UPON PUBLICATION OF THIS ANNOUNCEMENT, THE INSIDE INFORMATION CONTAINED HEREIN
WILL BE CONSIDERED TO BE IN THE PUBLIC DOMAIN.
Best of the Best plc
("Best of the Best", "BOTB" or "the Company")
Notice of cancellation of shares to trading on AIM
Background
On 20 June 2023, Globe Invest Limited ("GIL"), the Cyprus registered and
headquartered single-family office and investment holding company of Mr. Teddy
Sagi, announced that it had reached agreement with Best of the Best on the
terms of a recommended cash offer to be made by GIL to acquire all of the
issued and to be issued shares in the capital of BOTB ("BOTB Shares") not
already owned by GIL (the "Offer"), to be implemented by way of a takeover
offer within the meaning of Part 28 of the Companies Act 2006 (the "Offer
Announcement").
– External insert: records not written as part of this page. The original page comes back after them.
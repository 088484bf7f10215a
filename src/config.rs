//! Configuration management for the contact assistant.
//!
//! All settings are optional and come from environment variables, with a
//! best-effort `.env` read first. The assistant keeps no files or
//! persisted state of its own.

use crate::error::{ConfigError, ConfigResult};
use std::env;

/// Configuration for the contact assistant.
#[derive(Debug, Clone)]
pub struct Config {
    /// Default window for the `birthdays` command when no argument is
    /// given (default: 7)
    pub birthday_window_days: i64,

    /// Log level (default: "error")
    pub log_level: String,
}

impl Config {
    /// Load configuration from environment variables.
    ///
    /// Optional environment variables:
    /// - `ASSISTANT_BIRTHDAY_WINDOW_DAYS`: default birthdays window (default: 7)
    /// - `ASSISTANT_LOG_LEVEL`: logging level (default: "error")
    pub fn from_env() -> ConfigResult<Self> {
        // Try to load .env file if it exists (but don't fail if it doesn't)
        let _ = dotenvy::dotenv();

        let birthday_window_days = Self::parse_env_i64("ASSISTANT_BIRTHDAY_WINDOW_DAYS", 7)?;

        if birthday_window_days < 1 {
            return Err(ConfigError::InvalidValue {
                var: "ASSISTANT_BIRTHDAY_WINDOW_DAYS".to_string(),
                reason: "Must be at least 1".to_string(),
            });
        }

        let log_level = env::var("ASSISTANT_LOG_LEVEL").unwrap_or_else(|_| "error".to_string());

        Ok(Config {
            birthday_window_days,
            log_level,
        })
    }

    /// Parse an environment variable as i64 with a default value.
    fn parse_env_i64(var_name: &str, default: i64) -> ConfigResult<i64> {
        match env::var(var_name) {
            Ok(val) => val.parse::<i64>().map_err(|_| ConfigError::InvalidValue {
                var: var_name.to_string(),
                reason: format!("Must be a number, got: {}", val),
            }),
            Err(_) => Ok(default),
        }
    }
}

impl Default for Config {
    fn default() -> Self {
        Config {
            birthday_window_days: 7,
            log_level: "error".to_string(),
        }
    }
}
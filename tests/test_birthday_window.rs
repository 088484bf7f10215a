//! Birthday-window query behavior against fixed reference dates.

use contact_assistant::domain::Name;
use contact_assistant::{AddressBook, Record};
use chrono::NaiveDate;

fn record(name: &str, birthday: &str) -> Record {
    let mut record = Record::new(Name::new(name).unwrap());
    record.add_birthday(birthday).unwrap();
    record
}

fn date(y: i32, m: u32, d: u32) -> NaiveDate {
    NaiveDate::from_ymd_opt(y, m, d).unwrap()
}

#[test]
fn test_window_includes_projected_birthday() {
    let mut book = AddressBook::new();
    book.add_record(record("John", "03.01.1990"));

    let upcoming = book.upcoming_birthdays_from(date(2024, 1, 1), 7);
    assert_eq!(upcoming.len(), 1);
    assert_eq!(upcoming[0].name().as_str(), "John");
}

#[test]
fn test_window_excludes_distant_birthday() {
    let mut book = AddressBook::new();
    book.add_record(record("Jane", "03.02.1990"));

    assert!(book.upcoming_birthdays_from(date(2024, 1, 1), 7).is_empty());
}

#[test]
fn test_window_boundaries_are_inclusive() {
    let mut book = AddressBook::new();
    book.add_record(record("Today", "01.06.1970"));
    book.add_record(record("LastDay", "08.06.1970"));
    book.add_record(record("TooLate", "09.06.1970"));

    let upcoming = book.upcoming_birthdays_from(date(2024, 6, 1), 7);
    let names: Vec<_> = upcoming.iter().map(|r| r.name().as_str()).collect();
    assert_eq!(names, ["LastDay", "Today"]);
}

#[test]
fn test_birthday_earlier_this_year_is_excluded() {
    let mut book = AddressBook::new();
    book.add_record(record("Past", "01.03.1990"));

    assert!(book.upcoming_birthdays_from(date(2024, 6, 1), 7).is_empty());
}

// Known limitation: the projection always targets the query year, so a
// January birthday queried from late December falls in the past and is
// not reported. This locks the behavior in rather than fixing it.
#[test]
fn test_year_end_wraparound_is_not_handled() {
    let mut book = AddressBook::new();
    book.add_record(record("NewYear", "02.01.1990"));

    assert!(book
        .upcoming_birthdays_from(date(2024, 12, 30), 7)
        .is_empty());
}

#[test]
fn test_leap_day_birthday_projects_to_march_first() {
    let mut book = AddressBook::new();
    book.add_record(record("Leap", "29.02.2000"));

    // 2023 is not a leap year; the birthday resolves to Mar 1
    let upcoming = book.upcoming_birthdays_from(date(2023, 2, 26), 7);
    assert_eq!(upcoming.len(), 1);

    // In a leap year Feb 29 exists and matches directly
    let upcoming = book.upcoming_birthdays_from(date(2024, 2, 26), 7);
    assert_eq!(upcoming.len(), 1);
}

#[test]
fn test_longer_window_spans_month_boundary() {
    let mut book = AddressBook::new();
    book.add_record(record("Jane", "03.02.1990"));

    let upcoming = book.upcoming_birthdays_from(date(2024, 1, 20), 14);
    assert_eq!(upcoming.len(), 1);
}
Under the terms of the Offer, the shareholders of BOTB (the
"BOTB Shareholders") will be entitled to receive 535 pence in cash for each
BOTB Share (the "Offer Price").
On 29 June 2023, GIL announced that it had acquired, through market purchases,
733,678 BOTB Shares at the Offer Price and as a result owned, at that date, in
aggregate 38.67 per cent. of BOTB's issued share capital. As a result of those
market purchases, under Rule 9 of the City Code on Takeovers and Mergers (the
"Code"), GIL announced on 29 June 2023 that the Offer had become a mandatory
cash offer for the entire issued and to be issued share capital of BOTB not
already owned or controlled by GIL (or any persons acting in concert with it)
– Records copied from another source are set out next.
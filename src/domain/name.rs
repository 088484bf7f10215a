//! Name value object.

use super::errors::ValidationError;
use serde::{Deserialize, Deserializer, Serialize, Serializer};
use std::fmt;

/// A type-safe wrapper for contact names.
///
/// Names are the unique key of the address book and cannot be empty.
/// They are immutable once a record is created.
#[derive(Debug, Clone, PartialEq, Eq, Hash)]
pub struct Name(String);

impl Name {
    /// Create a new Name, validating that it's not empty after trimming.
    ///
    /// # Errors
    ///
    /// Returns `ValidationError::EmptyName` if the provided name is empty.
    pub fn new(name: impl Into<String>) -> Result<Self, ValidationError> {
        let name = name.into();
        if name.trim().is_empty() {
            return Err(ValidationError::EmptyName);
        }
        Ok(Self(name))
    }

    /// Get the name as a string slice.
    pub fn as_str(&self) -> &str {
        &self.0
    }

    /// Convert into the underlying String.
    pub fn into_inner(self) -> String {
        self.0
    }
}

// Serde support - serialize as string
impl Serialize for Name {
    fn serialize<S>(&self, serializer: S) -> Result<S::Ok, S::Error>
    where
        S: Serializer,
    {
        self.0.serialize(serializer)
    }
}

// Serde support - deserialize from string with validation
impl<'de> Deserialize<'de> for Name {
    fn deserialize<D>(deserializer: D) -> Result<Self, D::Error>
    where
        D: Deserializer<'de>,
    {
        let s = String::deserialize(deserializer)?;
        Name::new(s).map_err(serde::de::Error::custom)
    }
}

// Display support
impl fmt::Display for Name {
    fn fmt(&self, f: &mut fmt::Formatter<'_>) -> fmt::Result {
        write!(f, "{}", self.0)
    }
}
//! AddressBook model: the in-memory collection of all contact records.

use crate::models::Record;
use chrono::{Duration, Local, NaiveDate};
use std::collections::BTreeMap;

/// The in-memory collection of all records, keyed by contact name.
///
/// The book exclusively owns its records; callers get references or
/// mutable references, never shared handles. Iteration is in name order
/// so rendered listings are deterministic.
#[derive(Debug, Default)]
pub struct AddressBook {
    records: BTreeMap<String, Record>,
}

impl AddressBook {
    /// Create an empty address book.
    pub fn new() -> Self {
        Self::default()
    }

    /// Insert a record, keyed by its name. Last write wins; overwriting
    /// an existing name is not an error.
    pub fn add_record(&mut self, record: Record) {
        self.records
            .insert(record.name().as_str().to_string(), record);
    }

    /// Look up a record by name. Absence is not an error at this layer.
    pub fn find(&self, name: &str) -> Option<&Record> {
        self.records.get(name)
    }

    /// Look up a record by name for mutation.
    pub fn find_mut(&mut self, name: &str) -> Option<&mut Record> {
        self.records.get_mut(name)
    }

    /// Remove a record by name. Returns whether a deletion occurred.
    pub fn delete(&mut self, name: &str) -> bool {
        self.records.remove(name).is_some()
    }

    /// Number of records in the book.
    pub fn len(&self) -> usize {
        self.records.len()
    }

    /// Whether the book holds no records.
    pub fn is_empty(&self) -> bool {
        self.records.is_empty()
    }

    /// Iterate over all records in name order.
    pub fn iter(&self) -> impl Iterator<Item = &Record> {
        self.records.values()
    }

    /// Records whose birthday falls within `[today, today + days]`,
    /// using today's local date. See [`Self::upcoming_birthdays_from`].
    pub fn upcoming_birthdays(&self, days: i64) -> Vec<&Record> {
        self.upcoming_birthdays_from(Local::now().date_naive(), days)
    }

    /// Records whose birthday, projected onto `today`'s year, falls
    /// within the inclusive window `[today, today + days]`.
    ///
    /// A window that overflows the calendar saturates at the date range
    /// limits, so arbitrarily large `days` values from user input cannot
    /// panic the query.
    ///
    /// Known limitation: birthdays that wrap around year-end are not
    /// matched (a January birthday queried from late December projects
    /// onto the current year, which is already in the past).
    pub fn upcoming_birthdays_from(&self, today: NaiveDate, days: i64) -> Vec<&Record> {
        use chrono::Datelike;

        let window_end = Duration::try_days(days)
            .and_then(|window| today.checked_add_signed(window))
            .unwrap_or(if days < 0 {
                NaiveDate::MIN
            } else {
                NaiveDate::MAX
            });
        self.records
            .values()
            .filter(|record| {
                record.birthday().is_some_and(|birthday| {
                    let this_year = birthday.in_year(today.year());
                    today <= this_year && this_year <= window_end
                })
            })
            .collect()
    }
}
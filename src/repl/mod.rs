//! The read-eval-print loop: tokenizing, dispatch, and the blocking
//! stdin/stdout glue around the data model.

pub mod dispatcher;
pub mod parser;

pub use dispatcher::{dispatch, Dispatch};
pub use parser::{parse_input, ParsedInput};

use crate::config::Config;
use crate::models::AddressBook;
use std::io::{self, BufRead, Write};
use tracing::info;

/// Run the command loop until `close`/`exit` or end of input.
///
/// One command is fully read, processed, and printed before the next is
/// read. Responses go to stdout; diagnostics stay on stderr.
pub fn run(book: &mut AddressBook, config: &Config) -> anyhow::Result<()> {
    let stdin = io::stdin();
    let mut input = stdin.lock();
    let mut output = io::stdout();

    writeln!(output, "Welcome to the assistant bot!")?;

    let mut line = String::new();
    loop {
        write!(output, "Enter a command: ")?;
        output.flush()?;

        line.clear();
        if input.read_line(&mut line)? == 0 {
            // End of input behaves like an explicit close
            writeln!(output, "Good bye!")?;
            break;
        }

        let Some(parsed) = parse_input(&line) else {
            continue;
        };

        match dispatch(&parsed, book, config.birthday_window_days) {
            Dispatch::Reply(reply) => writeln!(output, "{}", reply)?,
            Dispatch::Exit(farewell) => {
                writeln!(output, "{}", farewell)?;
                break;
            }
        }
    }

    info!(contacts = book.len(), "command loop finished");
    Ok(())
}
at a price of 535 pence in cash per BOTB Share (the "Mandatory Offer").
GIL further announced on 6 July 2023 that since 29 June 2023 it had, through
further market purchases, acquired a further 1,152,124 BOTB Shares at the
Offer Price of 535 pence per BOTB Share and as a result owned, in aggregate,
4,387,542 BOTB Shares, representing approximately 52.44 per cent. of BOTB's
issued share capital at that date. As a result, GIL confirmed that the
Mandatory Offer, when made, would be unconditional from the outset.
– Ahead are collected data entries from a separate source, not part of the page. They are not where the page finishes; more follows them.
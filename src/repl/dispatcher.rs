//! Command dispatch: the boundary between user input and the data model.
//!
//! Each handler returns `Result<String, CommandError>`; the dispatch
//! table converts errors into their composed user-facing messages so the
//! loop never crashes on user input.

use crate::domain::{Name, Phone};
use crate::error::{CommandError, CommandResult};
use crate::models::{AddressBook, Record};
use crate::repl::parser::ParsedInput;
use tracing::debug;

/// Outcome of dispatching one input line.
#[derive(Debug, Clone, PartialEq, Eq)]
pub enum Dispatch {
    /// A response to print; the loop continues.
    Reply(String),
    /// The farewell to print; the loop terminates.
    Exit(String),
}

/// Route a tokenized line to its handler and fold any error into the
/// user-facing reply.
pub fn dispatch(input: &ParsedInput<'_>, book: &mut AddressBook, default_window_days: i64) -> Dispatch {
    debug!(command = input.command, argc = input.args.len(), "dispatching command");

    let result = match input.command {
        "close" | "exit" => return Dispatch::Exit("Good bye!".to_string()),
        "hello" => Ok("How can I help you?".to_string()),
        "add" => add_contact(&input.args, book),
        "change" => change_contact(&input.args, book),
        "phone" => show_phones(&input.args, book),
        "all" => Ok(show_all(book)),
        "add-birthday" => add_birthday(&input.args, book),
        "show-birthday" => show_birthday(&input.args, book),
        "birthdays" => birthdays(&input.args, book, default_window_days),
        _ => Ok("Invalid command.".to_string()),
    };

    Dispatch::Reply(result.unwrap_or_else(|err| err.to_string()))
}

/// `add <name> <phone>` — create the record on first sight, append the
/// phone. The phone is validated before the record is touched, so an
/// invalid phone never leaves an empty record behind.
fn add_contact(args: &[&str], book: &mut AddressBook) -> CommandResult<String> {
    let [name, phone] = take_args(args, "add <name> <phone>")?;
    let phone = Phone::new(phone)?;

    match book.find_mut(name) {
        Some(record) => {
            record.push_phone(phone);
            Ok("Contact updated.".to_string())
        }
        None => {
            let mut record = Record::new(Name::new(name)?);
            record.push_phone(phone);
            book.add_record(record);
            Ok("Contact added.".to_string())
        }
    }
}

/// `change <name> <old_phone> <new_phone>`
fn change_contact(args: &[&str], book: &mut AddressBook) -> CommandResult<String> {
    let [name, old_phone, new_phone] =
        take_args(args, "change <name> <old_phone> <new_phone>")?;

    match book.find_mut(name) {
        Some(record) => {
            record.edit_phone(old_phone, new_phone)?;
            Ok("Phone number updated.".to_string())
        }
        None => Ok("Contact not found.".to_string()),
    }
}

/// `phone <name>`
fn show_phones(args: &[&str], book: &AddressBook) -> CommandResult<String> {
    let [name] = take_args(args, "phone <name>")?;

    match book.find(name) {
        Some(record) => Ok(format!("Phones for {}: {}", name, record.phones_display())),
        None => Ok("Contact not found.".to_string()),
    }
}

/// `all` — one line per contact, in name order.
fn show_all(book: &AddressBook) -> String {
    if book.is_empty() {
        return "No contacts.".to_string();
    }
    book.iter()
        .map(|record| record.to_string())
        .collect::<Vec<_>>()
        .join("\n")
}

/// `add-birthday <name> <birthday>`
fn add_birthday(args: &[&str], book: &mut AddressBook) -> CommandResult<String> {
    let [name, birthday] = take_args(args, "add-birthday <name> <birthday>")?;

    match book.find_mut(name) {
        Some(record) => {
            record.add_birthday(birthday)?;
            Ok("Birthday added.".to_string())
        }
        None => Ok("Contact not found.".to_string()),
    }
}

/// `show-birthday <name>`
fn show_birthday(args: &[&str], book: &AddressBook) -> CommandResult<String> {
    let [name] = take_args(args, "show-birthday <name>")?;

    match book.find(name).and_then(Record::birthday) {
        Some(birthday) => Ok(format!("{}'s birthday is on {}", name, birthday)),
        None => Ok("Birthday not set or contact not found.".to_string()),
    }
}

/// `birthdays [days]` — defaults to the configured window.
fn birthdays(args: &[&str], book: &AddressBook, default_window_days: i64) -> CommandResult<String> {
    let days = match args.first() {
        Some(raw) => raw.parse::<i64>().map_err(|_| CommandError::InvalidDays)?,
        None => default_window_days,
    };

    let upcoming = book.upcoming_birthdays(days);
    if upcoming.is_empty() {
        return Ok(format!("No birthdays in the next {} days.", days));
    }

    Ok(upcoming
        .iter()
        .map(|record| {
            format!(
                "{}'s birthday is on {}",
                record.name(),
                record.birthday_display()
            )
        })
        .collect::<Vec<_>>()
        .join("\n"))
}

/// Require exactly N leading arguments, with a usage message otherwise.
/// Extra trailing tokens are ignored, matching the original tool's
/// tolerance for them.
fn take_args<'a, const N: usize>(
    args: &[&'a str],
    usage: &'static str,
) -> CommandResult<[&'a str; N]> {
    if args.len() < N {
        return Err(CommandError::NotEnoughArguments { usage });
    }
    let mut taken = [""; N];
    taken.copy_from_slice(&args[..N]);
    Ok(taken)
}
The Offer Document (the "Offer Document") containing the full terms of the
Offer was published and posted to the shareholders of BOTB (the "BOTB
Shareholders") on 14 July 2023.
Since 6 July 2023, GIL has continued to make further market purchases, details
of which have been announced in accordance with the requirements of Rule 8 of
the Code. Full details of GIL's interests in BOTB Shares as at the date of
this announcement are included in the announcement released by GIL this
morning.
Capitalised terms in this announcement, unless otherwise defined, have the
same meanings as set out in the Offer document published and posted to BOTB
Shareholders on 14 July 2023 containing the full terms of the Offer (the
"Offer Document").
Proposed Cancellation
As announced by GIL this morning, the obligations pursuant to the irrevocable
undertakings referred to above have now been completed sufficiently for GIL to
have acquired 6,638,646 BOTB Shares carrying 78.46 per cent. of the voting
rights of BOTB. As a result, the BOTB Board has, pursuant to the formal
request of GIL and in accordance with GIL's intentions included in the Offer
Document, made an application to the London Stock Exchange for the
cancellation of the admission to trading of BOTB Shares on AIM (the
"Delisting"), relying on the principle in the notes on AIM Rule 41, that
separate shareholder approval for the Delisting will not be required given
that GIL has received Valid Acceptances in excess of 75% of BOTB's issued
share capital.
As such the cancellation of the admission to trading of the BOTB Shares on AIM
will occur and in accordance with the AIM Rules, with the anticipated date of
cancellation expected to be on, 24 August 2023 at 7.00am. The Company also
confirms that the notice period of no less than 20 Business Days has
commenced. Further dates are set out in the timetable below.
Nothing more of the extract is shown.